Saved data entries
= = = = =

pub mod config;
pub mod database;
pub mod entity;
pub mod error;
pub mod extractors;
pub mod github;
pub mod graphql;
pub mod handlers;
pub mod models;
pub mod pagination;
pub mod repo;
pub mod routes;
pub mod seed;
pub mod state;
pub mod utils;

use std::time::Duration;

use axum::http::{HeaderValue, Method, header};
use tower_http::cors::{Any, CorsLayer};
use utoipa::openapi::security::{HttpAuthScheme, HttpBuilder, SecurityScheme};
use utoipa::{Modify, OpenApi};
use utoipa_scalar::{Scalar, Servable as ScalarServable};

use crate::state::AppState;

#[derive(OpenApi)]
#[openapi(
    info(
        title = "Hivemind API",
        version = "1.0.0",
        description = "Character and conversation management backend. The primary \
                       surface is GraphQL at POST /graphql; the REST endpoints cover \
                       authentication and legacy clients."
    ),
    components(schemas(
        error::ErrorBody,
        models::auth::AuthCallbackRequest,
        models::auth::TokenResponse,
        models::auth::UserInfo,
        models::auth::MeResponse,
        models::auth::MeUser,
        models::conversation::ConversationListResponse,
        models::conversation::ConversationDto,
        models::conversation::PersonaDto,
        models::conversation::CharacterSummaryDto,
    )),
    tags(
        (name = "Auth", description = "GitHub OAuth login and session introspection"),
        (name = "GraphQL", description = "Characters, personas, and conversations"),
        (name = "Conversations", description = "Legacy REST conversation listing"),
    ),
    modifiers(&SecurityAddon),
)]
struct ApiDoc;

struct SecurityAddon;

impl Modify for SecurityAddon {
    fn modify(&self, openapi: &mut utoipa::openapi::OpenApi) {
        let components = openapi.components.get_or_insert_default();
        components.add_security_scheme(
            "jwt",
            SecurityScheme::Http(
                HttpBuilder::new()
                    .scheme(HttpAuthScheme::Bearer)
                    .bearer_format("JWT")
                    .build(),
            ),
        );
    }
}

fn cors_layer(config: &config::CorsConfig) -> CorsLayer {
    let layer = CorsLayer::new()
        .allow_methods([Method::GET, Method::POST])
        .allow_headers([header::AUTHORIZATION, header::CONTENT_TYPE])
        .max_age(Duration::from_secs(config.max_age));

    if config.allow_origins.is_empty() {
        layer.allow_origin(Any)
    } else {
        let origins: Vec<HeaderValue> = config
            .allow_origins
            .iter()
            .filter_map(|origin| origin.parse().ok())
            .collect();
        layer.allow_origin(origins)
    }
}

/// Build the application router.
pub fn build_router(state: AppState) -> axum::Router {
    let cors = cors_layer(&state.config.server.cors);

    routes::app_routes()
        .with_state(state)
        .route(
            "/api-docs/openapi.json",
            axum::routing::get(|| async { axum::Json(ApiDoc::openapi()) }),
        )
        .merge(Scalar::with_url("/scalar", ApiDoc::openapi()))
        .layer(cors)
}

= = = = =

EXERCISE DIRECTIONS: Please give all the entries above again, exactly as they stand.

RESULT OF THE TASK:
pub mod config;
pub mod database;
pub mod entity;
pub mod error;
pub mod extractors;
pub mod github;
pub mod graphql;
pub mod handlers;
pub mod models;
pub mod pagination;
pub mod repo;
pub mod routes;
pub mod seed;
pub mod state;
pub mod utils;

use std::time::Duration;

use axum::http::{HeaderValue, Method, header};
use tower_http::cors::{Any, CorsLayer};
use utoipa::openapi::security::{HttpAuthScheme, HttpBuilder, SecurityScheme};
use utoipa::{Modify, OpenApi};
use utoipa_scalar::{Scalar, Servable as ScalarServable};

use crate::state::AppState;

#[derive(OpenApi)]
#[openapi(
    info(
        title = "Hivemind API",
        version = "1.0.0",
        description = "Character and conversation management backend. The primary \
                       surface is GraphQL at POST /graphql; the REST endpoints cover \
                       authentication and legacy clients."
    ),
    components(schemas(
        error::ErrorBody,
        models::auth::AuthCallbackRequest,
        models::auth::TokenResponse,
        models::auth::UserInfo,
        models::auth::MeResponse,
        models::auth::MeUser,
        models::conversation::ConversationListResponse,
        models::conversation::ConversationDto,
        models::conversation::PersonaDto,
        models::conversation::CharacterSummaryDto,
    )),
    tags(
        (name = "Auth", description = "GitHub OAuth login and session introspection"),
        (name = "GraphQL", description = "Characters, personas, and conversations"),
        (name = "Conversations", description = "Legacy REST conversation listing"),
    ),
    modifiers(&SecurityAddon),
)]
struct ApiDoc;

struct SecurityAddon;

impl Modify for SecurityAddon {
    fn modify(&self, openapi: &mut utoipa::openapi::OpenApi) {
        let components = openapi.components.get_or_insert_default();
        components.add_security_scheme(
            "jwt",
            SecurityScheme::Http(
                HttpBuilder::new()
                    .scheme(HttpAuthScheme::Bearer)
                    .bearer_format("JWT")
                    .build(),
            ),
        );
    }
}

fn cors_layer(config: &config::CorsConfig) -> CorsLayer {
    let layer = CorsLayer::new()
        .allow_methods([Method::GET, Method::POST])
        .allow_headers([header::AUTHORIZATION, header::CONTENT_TYPE])
        .max_age(Duration::from_secs(config.max_age));

    if config.allow_origins.is_empty() {
        layer.allow_origin(Any)
    } else {
        let origins: Vec<HeaderValue> = config
            .allow_origins
            .iter()
            .filter_map(|origin| origin.parse().ok())
            .collect();
        layer.allow_origin(origins)
    }
}

/// Build the application router.
pub fn build_router(state: AppState) -> axum::Router {
    let cors = cors_layer(&state.config.server.cors);

    routes::app_routes()
        .with_state(state)
        .route(
            "/api-docs/openapi.json",
            axum::routing::get(|| async { axum::Json(ApiDoc::openapi()) }),
        )
        .merge(Scalar::with_url("/scalar", ApiDoc::openapi()))
        .layer(cors)
}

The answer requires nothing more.